Saturday, August 14, 2010

Sloe-ing Things Down


graphite & watercolour/30x20cm

A little seasonal adjustment & change of object matter today, although, maintaining a shred of integrity, the items of small fruit that provide the subject(s) happen to have been found, encountered as habitual during the course of one's perambulations-about-town, scattered along a stretch of pavement & kerbside, upon which they & numerous others had fallen, naturally from their lofty perches.
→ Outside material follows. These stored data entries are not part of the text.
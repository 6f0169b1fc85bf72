//! Test helpers for creating mock data

use chrono::NaiveDate;
use folio_core::data::SyntheticProvider;
use folio_core::DateTable;
use folio_runner::{run_pipeline, PipelineConfig, PortfolioAnalysis};
use ratatui::buffer::Buffer;

/// A full seven-symbol analysis over two months of synthetic prices.
pub fn sample_analysis() -> PortfolioAnalysis {
    let mut config = PipelineConfig::nse_portfolio(NaiveDate::from_ymd_opt(2024, 3, 1).unwrap());
    config.start = NaiveDate::from_ymd_opt(2024, 1, 1).unwrap();
    run_pipeline(&config, &SyntheticProvider::new(), None).unwrap()
}

/// Table on consecutive days from 2024-01-01.
pub fn table(cols: Vec<(&str, Vec<f64>)>) -> DateTable {
    let n = cols.first().map(|(_, c)| c.len()).unwrap_or(0);
    let start = NaiveDate::from_ymd_opt(2024, 1, 1).unwrap();
    let dates = (0..n)
        .map(|i| start + chrono::Duration::days(i as i64))
        .collect();
    let symbols = cols.iter().map(|(s, _)| s.to_string()).collect();
    let columns = cols.into_iter().map(|(_, c)| c).collect();
    DateTable::new(dates, symbols, columns).unwrap()
}

/// Buffer contents, one line per row.
pub fn buffer_text(buf: &Buffer) -> String {
    let area = buf.area;
    let mut content = String::new();
    for y in area.top()..area.bottom() {
        for x in area.left()..area.right() {
            content.push_str(buf.cell((x, y)).unwrap().symbol());
        }
        content.push('\n');
    }
    content
}
//! Folio Runner: statistics engine, pipeline orchestration, reports.
//!
//! This crate builds on `folio-core` to provide:
//! - Daily returns, cumulative growth, correlation and the per-symbol summary
//! - The fetch → align → statistics pipeline driven by a `PipelineConfig`
//! - Text and JSON renderings of a finished analysis

pub mod metrics;
pub mod pipeline;
pub mod report;

pub use metrics::{ReturnSummary, SymbolValue, SymbolValues, TRADING_DAYS_PER_YEAR};
pub use pipeline::{
    analyze, fetch_prices, run_pipeline, FetchedPrices, PipelineConfig, PipelineError,
    PortfolioAnalysis,
};
pub use report::{format_banner, format_summary, JsonReport};
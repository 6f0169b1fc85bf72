//! Chart widgets
//!
//! - SeriesChart: one line per symbol (prices, returns, growth)
//! - CorrelationHeatmap: annotated symbol × symbol grid

pub mod heatmap;
pub mod series_chart;

pub use heatmap::CorrelationHeatmap;
pub use series_chart::SeriesChart;
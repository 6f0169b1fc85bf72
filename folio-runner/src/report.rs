//! Text and JSON renderings of a finished analysis.

use chrono::NaiveDate;
use folio_core::data::{DataSource, SymbolCoverage};
use folio_core::CorrelationMatrix;
use serde::Serialize;

use crate::metrics::{ReturnSummary, SymbolValues};
use crate::pipeline::{PipelineConfig, PortfolioAnalysis};

pub const MEAN_RETURN_HEADER: &str = "Average Daily Returns (%):";
pub const VOLATILITY_HEADER: &str = "Annualized Volatility (%):";
pub const REWARD_PER_RISK_HEADER: &str = "Return per Unit of Risk (%):";

/// The two intro lines printed before any data is fetched.
pub fn format_banner(config: &PipelineConfig) -> String {
    format!(
        "You have {} assets in your portfolio\nFetching data from: {} to {}\n",
        config.symbols.len(),
        config.start,
        config.end
    )
}

/// One labelled table per statistic, separated by a blank line.
pub fn format_summary(summary: &ReturnSummary) -> String {
    let mut out = String::new();
    push_table(&mut out, MEAN_RETURN_HEADER, &summary.mean_return);
    out.push('\n');
    push_table(&mut out, VOLATILITY_HEADER, &summary.annualized_volatility);
    out.push('\n');
    push_table(&mut out, REWARD_PER_RISK_HEADER, &summary.reward_per_risk);
    out
}

fn push_table(out: &mut String, header: &str, values: &SymbolValues) {
    out.push_str(header);
    out.push('\n');

    let width = values.iter().map(|v| v.symbol.len()).max().unwrap_or(0);
    for v in values.iter() {
        out.push_str(&format!(
            "{:<width$}  {:>12}\n",
            v.symbol,
            format_percent(v.value),
            width = width
        ));
    }
}

/// Six decimals, or `NaN` for an undefined statistic.
pub fn format_percent(value: f64) -> String {
    if value.is_nan() {
        "NaN".to_string()
    } else {
        format!("{value:.6}")
    }
}

/// Lines describing partial coverage; empty when every symbol is complete.
pub fn format_coverage_warnings(coverage: &[SymbolCoverage]) -> Vec<String> {
    coverage
        .iter()
        .filter(|c| c.has_gaps())
        .map(|c| {
            let span = match (c.first_date, c.last_date) {
                (Some(first), Some(last)) => format!("first {first}, last {last}"),
                _ => "no observations".to_string(),
            };
            format!(
                "{}: {} of {} dates missing ({span})",
                c.symbol,
                c.missing,
                c.observations + c.missing,
            )
        })
        .collect()
}

/// Machine-readable summary emitted by `--json`.
#[derive(Debug, Serialize)]
pub struct JsonReport<'a> {
    pub config: &'a PipelineConfig,
    pub dataset_hash: &'a str,
    pub price_rows: usize,
    pub return_rows: usize,
    pub first_return_date: Option<NaiveDate>,
    pub last_return_date: Option<NaiveDate>,
    pub sources: Vec<SourceEntry<'a>>,
    pub coverage: &'a [SymbolCoverage],
    pub summary: &'a ReturnSummary,
    pub correlation: &'a CorrelationMatrix,
}

#[derive(Debug, Serialize)]
pub struct SourceEntry<'a> {
    pub symbol: &'a str,
    pub source: DataSource,
}

impl<'a> JsonReport<'a> {
    pub fn from_analysis(analysis: &'a PortfolioAnalysis) -> Self {
        Self {
            config: &analysis.config,
            dataset_hash: &analysis.dataset_hash,
            price_rows: analysis.prices.len(),
            return_rows: analysis.returns.len(),
            first_return_date: analysis.returns.dates().first().copied(),
            last_return_date: analysis.returns.dates().last().copied(),
            sources: analysis
                .sources
                .iter()
                .map(|(symbol, source)| SourceEntry {
                    symbol,
                    source: *source,
                })
                .collect(),
            coverage: &analysis.coverage,
            summary: &analysis.summary,
            correlation: &analysis.correlation,
        }
    }

    pub fn to_json(&self) -> Result<String, serde_json::Error> {
        serde_json::to_string_pretty(self)
    }
}
use std::path::{Path, PathBuf};

use crate::error::Result;
use crate::field::{read_field, write_field, FieldValue};
use crate::format::{resolve_field, Field, FieldLocation, Format};

/// A tracker module on disk. Holds no open handle; every read or write opens
/// the file, does one operation and closes it again.
#[derive(Debug, Clone)]
pub struct ModuleFile {
    pub path: PathBuf,
    pub format: Format,
}

impl ModuleFile {
    /// Resolves the format from the file name. Fails with `UnsupportedFormat`
    /// before any I/O.
    pub fn open<P: AsRef<Path>>(path: P) -> Result<Self> {
        let format = Format::from_path(&path)?;
        log::info!("{} detected as {format}", path.as_ref().display());
        Ok(Self {
            path: path.as_ref().to_path_buf(),
            format,
        })
    }

    pub fn path(&self) -> &Path {
        &self.path
    }

    pub fn format(&self) -> Format {
        self.format
    }

    pub fn location(&self, field: Field) -> Option<FieldLocation> {
        resolve_field(self.format, field)
    }

    pub fn read(&self, field: Field) -> Result<FieldValue> {
        read_field(&self.path, self.location(field))
    }

    pub fn write(&self, field: Field, value: &[u8]) -> Result<()> {
        write_field(&self.path, field, self.location(field), self.format, value)
    }

    pub fn set_title(&self, title: &str) -> Result<()> {
        self.write(Field::Title, title.as_bytes())
    }

    /// Every known field in display order.
    pub fn metadata(&self) -> Result<Vec<(Field, FieldValue)>> {
        Field::ALL
            .iter()
            .map(|&field| Ok((field, self.read(field)?)))
            .collect()
    }
}
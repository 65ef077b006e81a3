pub mod error;
pub mod field;
pub mod format;
pub mod module;

pub use error::{Error, Result};
pub use field::*;
pub use format::*;
pub use module::*;
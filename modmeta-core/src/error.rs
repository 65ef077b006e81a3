use thiserror::Error;

use crate::format::{Field, Format};

#[derive(Debug, Error)]
pub enum Error {
    #[error("File format not supported: {0}")]
    UnsupportedFormat(String),

    /// The format has no region for this field.
    #[error("Cannot set {field} for format {format}")]
    UnsupportedField { field: Field, format: Format },

    #[error("{field} longer than maximum allowed length {max} ({actual} bytes), aborting!")]
    ValueTooLong {
        field: Field,
        max: usize,
        actual: usize,
    },

    #[error("Short read at offset {offset}: wanted {length} bytes, only {available} available")]
    ShortRead {
        offset: u64,
        length: usize,
        available: u64,
    },

    #[error("Field at offset {offset} ({length} bytes) lies past end of file ({file_size} bytes)")]
    FieldOutOfBounds {
        offset: u64,
        length: usize,
        file_size: u64,
    },

    #[error("I/O error: {0}")]
    Io(#[from] std::io::Error),
}

impl Error {
    /// Open/seek/read/write failures, including bounds failures against the file.
    pub fn is_io(&self) -> bool {
        matches!(
            self,
            Error::Io(_) | Error::ShortRead { .. } | Error::FieldOutOfBounds { .. }
        )
    }
}

pub type Result<T> = std::result::Result<T, Error>;

#[cfg(test)]
mod tests {
    use super::*;

    #[test]
    fn test_messages() {
        assert_eq!(
            Error::UnsupportedFormat("song.xyz".into()).to_string(),
            "File format not supported: song.xyz"
        );
        assert_eq!(
            Error::UnsupportedField {
                field: Field::Tracker,
                format: Format::Mod
            }
            .to_string(),
            "Cannot set tracker for format MOD"
        );
        assert_eq!(
            Error::ValueTooLong {
                field: Field::Title,
                max: 20,
                actual: 21
            }
            .to_string(),
            "title longer than maximum allowed length 20 (21 bytes), aborting!"
        );
    }

    #[test]
    fn test_is_io() {
        let io = Error::from(std::io::Error::from(std::io::ErrorKind::NotFound));
        assert!(io.is_io());
        assert!(Error::ShortRead {
            offset: 17,
            length: 20,
            available: 3
        }
        .is_io());
        assert!(!Error::UnsupportedFormat("x".into()).is_io());
    }
}
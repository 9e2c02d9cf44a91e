use analytics::{AnalyticsEngine, StreakDetector, TradeStatistics};
use anyhow::{Context, Result};
use comfy_table::Table;
use configuration::RunConfig;
use ingest::{write_combined, TradeLoader};
use reporter::{summary_table, ReportWriter};
use tracing::info;

/// What a finished run reports back to the caller.
#[derive(Debug)]
pub struct RunSummary {
    pub statistics: TradeStatistics,
    pub winning_streaks: usize,
    pub losing_streaks: usize,
    /// Headline statistics and ranked streaks, ready to print.
    pub table: Table,
}

/// Runs the whole batch: load, combine, analyse, rank, and write every artifact.
///
/// Any load, analysis or write failure aborts the run; an empty input is not a
/// failure. Nothing is written until every stage has succeeded, so a failed run
/// leaves the previous artifacts untouched.
pub fn run(config: &RunConfig) -> Result<RunSummary> {
    info!(input = %config.input_dir.display(), top_n = config.top_n, "starting streak report");

    // 1. Load
    let trades = TradeLoader::new(&config.file_marker)
        .excluding(&config.outputs.combined_trades)
        .load(&config.input_dir)
        .context("failed to load closed-position files")?;

    // 2. Statistics
    let statistics = AnalyticsEngine::new()
        .calculate(&trades)
        .context("failed to calculate trade statistics")?;

    // 3. Streaks, over a chronological copy so the combined table keeps load order
    let mut chronological = trades.clone();
    let streaks = StreakDetector::new()
        .detect(&mut chronological)
        .context("failed to detect winning and losing streaks")?;
    let ranked = streaks.rank(config.top_count());

    // 4. Artifacts
    write_combined(&trades, &config.outputs.combined_trades)
        .context("failed to write the combined trade table")?;
    let writer = ReportWriter::new(&config.outputs.statistics, &config.outputs.streaks);
    writer.write_statistics(&statistics)?;
    writer.write_streaks(&ranked, config.top_n)?;

    info!(
        trades = statistics.total_trades,
        streaks = streaks.len(),
        "streak report complete"
    );

    Ok(RunSummary {
        winning_streaks: streaks.winning().count(),
        losing_streaks: streaks.losing().count(),
        table: summary_table(&statistics, &ranked),
        statistics,
    })
}
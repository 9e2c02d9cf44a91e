use std::path::PathBuf;
use thiserror::Error;

#[derive(Error, Debug)]
pub enum ReportError {
    #[error("Failed to write report {}: {source}", .path.display())]
    Io {
        path: PathBuf,
        #[source]
        source: std::io::Error,
    },
}
use crate::error::ConfigError;
use crate::settings::LoggingSettings;
use tracing_appender::non_blocking::WorkerGuard;
use tracing_subscriber::fmt::time::LocalTime;
use tracing_subscriber::prelude::*;
use tracing_subscriber::{fmt, EnvFilter};

/// Installs the global tracing subscriber.
///
/// Logs always go to stderr so that stdout stays clean for the summary table.
/// When a log file is configured a second, non-ANSI layer writes to it; the
/// returned guard must be held until exit so buffered lines are flushed.
pub fn init(settings: &LoggingSettings) -> Result<Option<WorkerGuard>, ConfigError> {
    let env_directives = std::env::var(EnvFilter::DEFAULT_ENV).ok();
    let (filter, rejected) = build_filter(env_directives.as_deref(), &settings.level)?;

    let (file_layer, guard) = match &settings.file {
        Some(path) => {
            let file_name = path.file_name().ok_or_else(|| {
                ConfigError::ValidationError(format!("logging.file has no file name: {}", path.display()))
            })?;
            let dir = path
                .parent()
                .filter(|p| !p.as_os_str().is_empty())
                .unwrap_or_else(|| std::path::Path::new("."));

            let appender = tracing_appender::rolling::never(dir, file_name);
            let (writer, guard) = tracing_appender::non_blocking(appender);
            let layer = fmt::layer()
                .with_ansi(false)
                .with_timer(LocalTime::rfc_3339())
                .with_writer(writer);
            (Some(layer), Some(guard))
        }
        None => (None, None),
    };

    tracing_subscriber::registry()
        .with(filter)
        .with(fmt::layer().with_writer(std::io::stderr))
        .with(file_layer)
        .try_init()
        .map_err(|e| ConfigError::Logging(e.to_string()))?;

    if let Some(reason) = rejected {
        tracing::warn!(
            env = EnvFilter::DEFAULT_ENV,
            %reason,
            level = %settings.level,
            "ignoring malformed log filter, using configured level"
        );
    }
    if let Some(path) = &settings.file {
        tracing::debug!(file = %path.display(), "file logging enabled");
    }

    Ok(guard)
}

/// Prefers the `RUST_LOG` directives when they parse, otherwise falls back to
/// the configured level. The second value carries the parse error of directives
/// that were present but rejected.
fn build_filter(
    env_directives: Option<&str>,
    level: &str,
) -> Result<(EnvFilter, Option<String>), ConfigError> {
    let rejected = match env_directives.map(EnvFilter::try_new) {
        Some(Ok(filter)) => return Ok((filter, None)),
        Some(Err(e)) => Some(e.to_string()),
        None => None,
    };

    let filter = EnvFilter::try_new(level)
        .map_err(|e| ConfigError::ValidationError(format!("logging.level: {e}")))?;
    Ok((filter, rejected))
}

#[cfg(test)]
mod tests {
    use super::*;

    #[test]
    fn valid_env_directives_win() {
        let (filter, rejected) = build_filter(Some("debug"), "info").unwrap();
        assert_eq!(filter.to_string(), "debug");
        assert!(rejected.is_none());
    }

    #[test]
    fn absent_env_uses_configured_level() {
        let (filter, rejected) = build_filter(None, "warn").unwrap();
        assert_eq!(filter.to_string(), "warn");
        assert!(rejected.is_none());
    }

    #[test]
    fn malformed_env_directives_are_reported() {
        let (filter, rejected) = build_filter(Some("ingest=loudest"), "info").unwrap();
        assert_eq!(filter.to_string(), "info");
        assert!(rejected.is_some());
    }

    #[test]
    fn malformed_configured_level_is_an_error() {
        let err = build_filter(None, "ingest=loudest").unwrap_err();
        assert!(matches!(err, ConfigError::ValidationError(m) if m.starts_with("logging.level")));
    }
}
Returned home, the objects were scattered as casually as they had previously fallen, upon the 'studio' windowsill, to be then contemplated, in the interests of representation, & thus accordingly slightly rearranged into something of a composition, with certain spatial intervals, etc..
Following a light pencil sketching-in-place, the application of colour began, taking care to try as far as possible to render the vibrancy of the range of colours & also preserve the luminosity of the fruits, seen at its best as the objects were being observed 'contre jour', with what available light there was filtering, glowing through their translucent forms: this is something I often find attractive, for the challenge such presents in attempting to communicate a sense of form - a three-dimensional representation is more easily achieved if the object(s) in question are being thrown into light & shade by a light source raking-in from the side, obviously.
As the painting progressed, it became necessary in this instance to represent the objects within the spatial continuum in which they were being observed, from which they stood out yet existed within, particularly as the grey backdrop heightened the complementary hues of the fruits & caused the edges of their forms (from which ground they are 'carved') to appear, in places, to vibrate - in the manner of the flux of Cezanne's 'envelope' of light & air - however still the objects themselves might be: indeed, whilst the reflections behind the fruit suggest spatial recession, they somehow fuse with the objects themselves to render such depth unstable. Further to this, the reflective surface of the windowsill upon which the objects sit allows the scope to represent them a third time, adding another element to the overall surface dynamic.